Financial Services Making Great Strides
The financial services industry experienced one of the lowest rates of suspected fraud in new account creation in 2023, at 3.9 percent. While that’s still high, the industry’s better performance is due in part to compliance requirements: financial institutions are subject to stringent regulations such as Know Your Customer (KYC) and other requirements that call for robust identity verification processes. Plus, the possibility of tremendous damage to organizations, their reputations and their customers is very real, so financial institutions invest heavily in sophisticated security measures and fraud-fighting tools, such as biometrics and multifactor authentication, as well as fraud risk assessment models and tools to identify suspicious patterns and behaviors to detect and prevent fraud. These institutions heavily rely on trust and reputation to attract and retain customers, so they know they need to prioritize security to maintain credibility.
Retail’s Big Rate Problem
By contrast, the retail industry saw the largest share of suspected fraud, with nearly 45 percent of global account creation transactions suspected to be fraudulent. This shockingly high rate can be attributed to a variety of factors, including retailers’ reluctance to implement identity verification protocols. The prevailing belief is that instituting robust identity measures during the account creation process jeopardizes smooth customer experiences and can negatively impact sales revenue. Thus, most retailers make it easy to create new accounts — an email address (and maybe a phone number), with lax or no identity verification required.

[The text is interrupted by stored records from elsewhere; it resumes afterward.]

/// Materialize `view` from already-computed values. Pure; performs no I/O.
pub fn materialize_with(
    content: &DatabaseContent,
    view: &DatabaseView,
    computed: &ComputedValues,
    config: &EngineConfig,
) -> MaterializedView {
    let mut rows: Vec<&DatabaseRow> = content
        .rows
        .iter()
        .filter(|row| {
            matches_filters(&view.filters, &content.properties, |property_id| {
                computed.value_by_id(content, property_id, row)
            })
        })
        .collect();

    sort_rows(&mut rows, &view.sorts, |row, property_id| {
        computed.value_by_id(content, property_id, row)
    });

    let mut summaries = BTreeMap::new();
    for (property_id, aggregation) in &view.property_summaries {
        let Some(property) = content.property(property_id) else {
            log::debug!("Skipping summary for unknown property {property_id}");
            continue;
        };
        let values: Vec<CellValue> = rows.iter().map(|row| computed.value_of(property, row)).collect();
        summaries.insert(
            property_id.clone(),
            summarize_values(&values, *aggregation, property),
        );
    }

    let groups = view
        .config
        .group_by_property_id
        .as_deref()
        .and_then(|id| content.property(id))
        .map(|property| {
            group_rows(&rows, property, &config.no_value_label, |row| {
                computed.value_of(property, row)
            })
        });

    let mut conditional_styles: BTreeMap<String, BTreeMap<String, ConditionalStyle>> = BTreeMap::new();
    for property in content.properties.iter().filter(|p| !p.conditional_formats.is_empty()) {
        for row in &rows {
            let value = computed.value_of(property, row);
            if let Some(style) = matching_conditional_style(&value, property) {
                conditional_styles
                    .entry(row.id.clone())
                    .or_default()
                    .insert(property.id.clone(), style.clone());
            }
        }
    }

    MaterializedView {
        view_id: view.id.clone(),
        view_name: view.name.clone(),
        view_type: view.view_type,
        row_ids: rows.iter().map(|row| row.id.clone()).collect(),
        groups,
        formula_values: computed.formulas.values.clone(),
        formula_errors: computed.formulas.errors.clone(),
        relation_values: computed.relations.values.clone(),
        relation_targets: computed.relations.targets.clone(),
        rollup_values: computed.rollups.clone(),
        summaries,
        conditional_styles,
        config: view.config.clone(),
    }
}

/// Compute all derived values and materialize the view `view_id`.
///
/// Related documents are read through `cache`, loading from `store` on a miss.
pub fn materialize<S: DocumentStore + ?Sized>(
    content: &DatabaseContent,
    view_id: &str,
    store: &S,
    cache: &mut DocumentCache,
    config: &EngineConfig,
) -> Result<MaterializedView> {
    let view = content
        .view(view_id)
        .ok_or_else(|| CellDbError::ViewNotFound(view_id.to_string()))?;
    let evaluator = Evaluator::new(config.today());
    let computed = ComputedValues::compute(content, store, cache, &evaluator);
    Ok(materialize_with(content, view, &computed, config))
}

/// Materialize every view of `content`, sharing one computation pass.
pub fn materialize_all<S: DocumentStore + ?Sized>(
    content: &DatabaseContent,
    store: &S,
    cache: &mut DocumentCache,
    config: &EngineConfig,
) -> Vec<MaterializedView> {
    let evaluator = Evaluator::new(config.today());
    let computed = ComputedValues::compute(content, store, cache, &evaluator);
    content
        .views
        .iter()
        .map(|view| materialize_with(content, view, &computed, config))
        .collect()
}

/// Entry point for hosts after any mutation: drops every cached related
/// document and materializes the view from scratch.
pub fn recompute<S: DocumentStore + ?Sized>(
    content: &DatabaseContent,
    view_id: &str,
    store: &S,
    cache: &mut DocumentCache,
    config: &EngineConfig,
) -> Result<MaterializedView> {
    cache.clear();
    materialize(content, view_id, store, cache, config)
}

Other industries with high rates of account creation fraud, such as travel and leisure (36.9 percent) and video gaming (31.5 percent), may not be as willing to invest in sophisticated controls, absent regulatory and compliance requirements, but they could do much better job of assessing the relevant identity fraud risk signals during the account sign-up process. Investments in fraud controls could reduce the practice of users creating multiple accounts to take advantage of welcome offers or exploit bonuses intended for new customers or players.
Also, many retailers who currently rely on guest check-outs that allow customers to bypass account creation would benefit from encouraging patrons to create identity-verified accounts. This enables the retailer to obtain first-party marketing data, promote loyalty programs, and engage in targeted marketing, as reliance on third-party data diminishes while they improve their fraud prevention posture.
Customer Sentiment And The Value Of Security
While organizations are correct in prioritizing positive customer experiences, it’s important to remember that consumers also place a high value on security. In TransUnion’s 2024 report, consumers ranked the security of their personal data as a top criterion (ranked first by 50 percent of respondents) when choosing whether or not to do business with an online company. Nearly two-thirds of those surveyed cited fraud concerns as the top reason they wouldn’t use a site again, and half reported abandoning an online shopping cart due to concerns about fraud and/or security.
In short, consumers want organizations to protect their personal data, and they will give their trust and their business to companies that deploy effective, friction-right fraud detection and prevention measures.
Dispelling The Myth Of Fraud Vs. Friction
For years, the perception was that implementing more stringent fraud-fighting controls would harm consumers’ user experiences. This inspired an ongoing tug-of-war: increase fraud controls or reduce friction for better customer experiences and higher conversion rates. However, fraud mitigation and consumer experience need not be a zero-sum game.
Following the example of financial institutions, organizations across industries can benefit from a better understanding of the identities of their customers by implementing fraud risk assessment tools during the account creation process. Many of these tools operate instantaneously and in the background to link identity, device, and behavior data, enabling enterprises to detect and flag high-risk transactions while creating little or no friction for trustworthy customers. With these tools in place, organizations can confidently flag “risky” users while establishing mutual trust between consumers and businesses.